▶ **What to do**: Show each line from the listing that includes the word "Option".

--- Data for processing Enclosed Below ---

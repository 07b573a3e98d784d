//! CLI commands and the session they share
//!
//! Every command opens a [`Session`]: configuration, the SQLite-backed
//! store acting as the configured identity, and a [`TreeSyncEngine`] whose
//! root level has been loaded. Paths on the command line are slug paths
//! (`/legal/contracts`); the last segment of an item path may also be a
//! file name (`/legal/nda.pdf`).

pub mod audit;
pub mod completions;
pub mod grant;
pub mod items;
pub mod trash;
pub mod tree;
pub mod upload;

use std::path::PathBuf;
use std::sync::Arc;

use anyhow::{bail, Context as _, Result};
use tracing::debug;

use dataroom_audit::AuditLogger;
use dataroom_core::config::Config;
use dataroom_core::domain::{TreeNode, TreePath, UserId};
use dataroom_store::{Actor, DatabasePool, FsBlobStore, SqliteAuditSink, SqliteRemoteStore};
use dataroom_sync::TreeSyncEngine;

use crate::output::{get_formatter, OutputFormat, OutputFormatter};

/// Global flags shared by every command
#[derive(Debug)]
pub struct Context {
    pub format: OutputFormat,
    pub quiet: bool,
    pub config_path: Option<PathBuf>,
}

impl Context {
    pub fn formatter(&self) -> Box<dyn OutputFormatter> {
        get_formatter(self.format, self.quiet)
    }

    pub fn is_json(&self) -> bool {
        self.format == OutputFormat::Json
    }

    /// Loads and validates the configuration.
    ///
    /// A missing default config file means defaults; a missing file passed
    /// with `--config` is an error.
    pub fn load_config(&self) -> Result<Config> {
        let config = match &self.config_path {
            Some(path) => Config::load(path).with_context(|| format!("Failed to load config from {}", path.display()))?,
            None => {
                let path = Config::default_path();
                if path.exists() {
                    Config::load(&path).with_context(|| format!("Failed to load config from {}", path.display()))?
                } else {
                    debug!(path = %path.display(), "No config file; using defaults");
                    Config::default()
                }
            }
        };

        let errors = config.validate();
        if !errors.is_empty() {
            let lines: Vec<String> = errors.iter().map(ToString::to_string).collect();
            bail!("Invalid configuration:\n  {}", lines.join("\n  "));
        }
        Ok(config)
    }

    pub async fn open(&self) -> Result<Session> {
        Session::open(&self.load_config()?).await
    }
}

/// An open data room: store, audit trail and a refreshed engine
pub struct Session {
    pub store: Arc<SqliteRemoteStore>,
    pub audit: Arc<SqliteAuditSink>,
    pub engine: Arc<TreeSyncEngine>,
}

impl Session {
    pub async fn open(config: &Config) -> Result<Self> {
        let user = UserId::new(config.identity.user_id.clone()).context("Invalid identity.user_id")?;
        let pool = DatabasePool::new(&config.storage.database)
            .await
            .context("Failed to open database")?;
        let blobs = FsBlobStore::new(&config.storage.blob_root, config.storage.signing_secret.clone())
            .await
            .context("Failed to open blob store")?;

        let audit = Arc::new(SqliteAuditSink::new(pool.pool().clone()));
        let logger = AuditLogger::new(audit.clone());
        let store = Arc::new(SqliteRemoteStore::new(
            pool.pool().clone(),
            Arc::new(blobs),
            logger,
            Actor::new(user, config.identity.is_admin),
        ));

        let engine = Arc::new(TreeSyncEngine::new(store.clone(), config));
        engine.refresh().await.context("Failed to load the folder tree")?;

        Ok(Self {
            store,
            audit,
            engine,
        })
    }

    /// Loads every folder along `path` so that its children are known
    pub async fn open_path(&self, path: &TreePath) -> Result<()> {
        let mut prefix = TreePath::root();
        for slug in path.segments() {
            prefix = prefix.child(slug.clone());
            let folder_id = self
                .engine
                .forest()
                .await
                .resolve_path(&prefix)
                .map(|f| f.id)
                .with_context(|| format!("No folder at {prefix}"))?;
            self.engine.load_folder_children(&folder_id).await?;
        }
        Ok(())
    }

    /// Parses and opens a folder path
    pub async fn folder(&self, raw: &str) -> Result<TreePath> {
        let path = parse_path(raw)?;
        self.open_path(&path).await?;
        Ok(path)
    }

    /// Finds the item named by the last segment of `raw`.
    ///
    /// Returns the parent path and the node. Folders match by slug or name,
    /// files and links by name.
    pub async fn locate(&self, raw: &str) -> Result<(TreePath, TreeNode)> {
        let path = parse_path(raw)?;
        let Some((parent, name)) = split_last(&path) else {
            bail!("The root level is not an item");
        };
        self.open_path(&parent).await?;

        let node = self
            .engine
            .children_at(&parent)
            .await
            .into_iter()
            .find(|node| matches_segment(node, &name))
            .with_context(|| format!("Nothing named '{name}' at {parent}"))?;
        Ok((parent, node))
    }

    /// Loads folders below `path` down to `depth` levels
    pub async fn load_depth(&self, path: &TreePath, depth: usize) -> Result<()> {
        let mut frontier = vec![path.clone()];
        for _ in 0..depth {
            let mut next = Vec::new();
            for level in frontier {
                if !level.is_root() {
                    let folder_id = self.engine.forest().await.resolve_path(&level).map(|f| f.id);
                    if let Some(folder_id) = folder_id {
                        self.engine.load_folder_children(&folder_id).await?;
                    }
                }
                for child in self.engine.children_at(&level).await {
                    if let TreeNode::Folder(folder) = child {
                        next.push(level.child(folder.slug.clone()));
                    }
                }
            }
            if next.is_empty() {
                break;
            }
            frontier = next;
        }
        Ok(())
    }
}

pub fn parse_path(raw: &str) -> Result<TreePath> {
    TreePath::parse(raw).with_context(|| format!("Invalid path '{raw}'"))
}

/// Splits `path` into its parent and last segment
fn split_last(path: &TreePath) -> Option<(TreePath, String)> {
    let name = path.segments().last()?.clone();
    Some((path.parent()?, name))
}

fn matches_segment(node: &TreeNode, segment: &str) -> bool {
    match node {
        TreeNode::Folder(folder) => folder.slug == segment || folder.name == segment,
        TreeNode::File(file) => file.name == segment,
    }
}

--- End of Enclosed Data for processing ---
--- Data for processing Enclosed Below ---

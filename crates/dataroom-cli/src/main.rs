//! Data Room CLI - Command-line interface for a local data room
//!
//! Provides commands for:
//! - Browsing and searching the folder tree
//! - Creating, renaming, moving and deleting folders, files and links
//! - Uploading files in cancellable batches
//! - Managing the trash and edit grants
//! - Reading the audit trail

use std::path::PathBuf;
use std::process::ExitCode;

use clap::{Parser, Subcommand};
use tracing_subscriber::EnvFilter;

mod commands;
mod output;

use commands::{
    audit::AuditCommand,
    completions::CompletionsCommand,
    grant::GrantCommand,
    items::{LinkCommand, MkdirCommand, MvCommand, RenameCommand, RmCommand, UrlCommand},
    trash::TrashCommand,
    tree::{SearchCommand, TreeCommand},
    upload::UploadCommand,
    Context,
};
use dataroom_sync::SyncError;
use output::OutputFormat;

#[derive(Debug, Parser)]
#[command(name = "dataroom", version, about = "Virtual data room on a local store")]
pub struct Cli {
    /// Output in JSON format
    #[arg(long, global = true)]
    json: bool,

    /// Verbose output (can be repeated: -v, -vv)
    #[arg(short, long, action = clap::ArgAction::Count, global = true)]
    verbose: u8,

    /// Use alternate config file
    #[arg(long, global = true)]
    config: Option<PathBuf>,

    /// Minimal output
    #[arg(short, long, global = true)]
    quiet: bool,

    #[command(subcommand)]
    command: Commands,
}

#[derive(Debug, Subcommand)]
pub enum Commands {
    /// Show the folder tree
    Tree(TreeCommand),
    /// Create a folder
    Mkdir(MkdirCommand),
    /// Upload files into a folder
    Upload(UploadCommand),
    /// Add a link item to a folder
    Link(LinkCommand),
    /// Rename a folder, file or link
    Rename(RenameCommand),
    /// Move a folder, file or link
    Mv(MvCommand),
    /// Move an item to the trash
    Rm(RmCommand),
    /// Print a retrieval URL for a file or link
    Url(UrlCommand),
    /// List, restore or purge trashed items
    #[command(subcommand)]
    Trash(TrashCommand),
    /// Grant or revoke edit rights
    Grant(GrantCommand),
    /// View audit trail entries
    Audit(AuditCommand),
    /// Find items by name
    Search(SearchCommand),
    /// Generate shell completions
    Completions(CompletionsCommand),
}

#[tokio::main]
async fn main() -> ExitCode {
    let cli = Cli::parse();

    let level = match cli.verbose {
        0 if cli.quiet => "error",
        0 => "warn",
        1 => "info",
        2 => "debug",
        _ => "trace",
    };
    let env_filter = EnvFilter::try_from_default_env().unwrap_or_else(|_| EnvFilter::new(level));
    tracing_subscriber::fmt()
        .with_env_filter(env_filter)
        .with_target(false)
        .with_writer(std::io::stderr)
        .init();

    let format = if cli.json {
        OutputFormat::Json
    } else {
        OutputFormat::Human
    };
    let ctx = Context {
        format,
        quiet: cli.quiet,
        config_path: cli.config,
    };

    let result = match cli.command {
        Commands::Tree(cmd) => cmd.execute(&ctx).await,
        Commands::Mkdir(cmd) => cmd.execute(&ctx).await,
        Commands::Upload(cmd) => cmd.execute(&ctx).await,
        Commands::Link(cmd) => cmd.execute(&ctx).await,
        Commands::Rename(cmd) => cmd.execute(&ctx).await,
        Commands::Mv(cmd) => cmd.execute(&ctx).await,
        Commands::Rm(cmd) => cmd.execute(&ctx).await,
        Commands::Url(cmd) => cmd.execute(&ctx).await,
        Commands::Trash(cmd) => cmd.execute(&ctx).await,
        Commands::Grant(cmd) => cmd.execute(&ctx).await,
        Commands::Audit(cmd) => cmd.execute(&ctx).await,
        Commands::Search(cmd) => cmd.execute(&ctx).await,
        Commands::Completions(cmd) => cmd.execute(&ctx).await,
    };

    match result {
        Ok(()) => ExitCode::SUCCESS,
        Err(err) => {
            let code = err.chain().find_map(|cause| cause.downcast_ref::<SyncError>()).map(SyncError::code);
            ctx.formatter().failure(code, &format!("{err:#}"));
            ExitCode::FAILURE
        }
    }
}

--- End of Enclosed Data for processing ---

▶ **Response below**:
    pub config_path: Option<PathBuf>,
fn split_last(path: &TreePath) -> Option<(TreePath, String)> {
    config: Option<PathBuf>,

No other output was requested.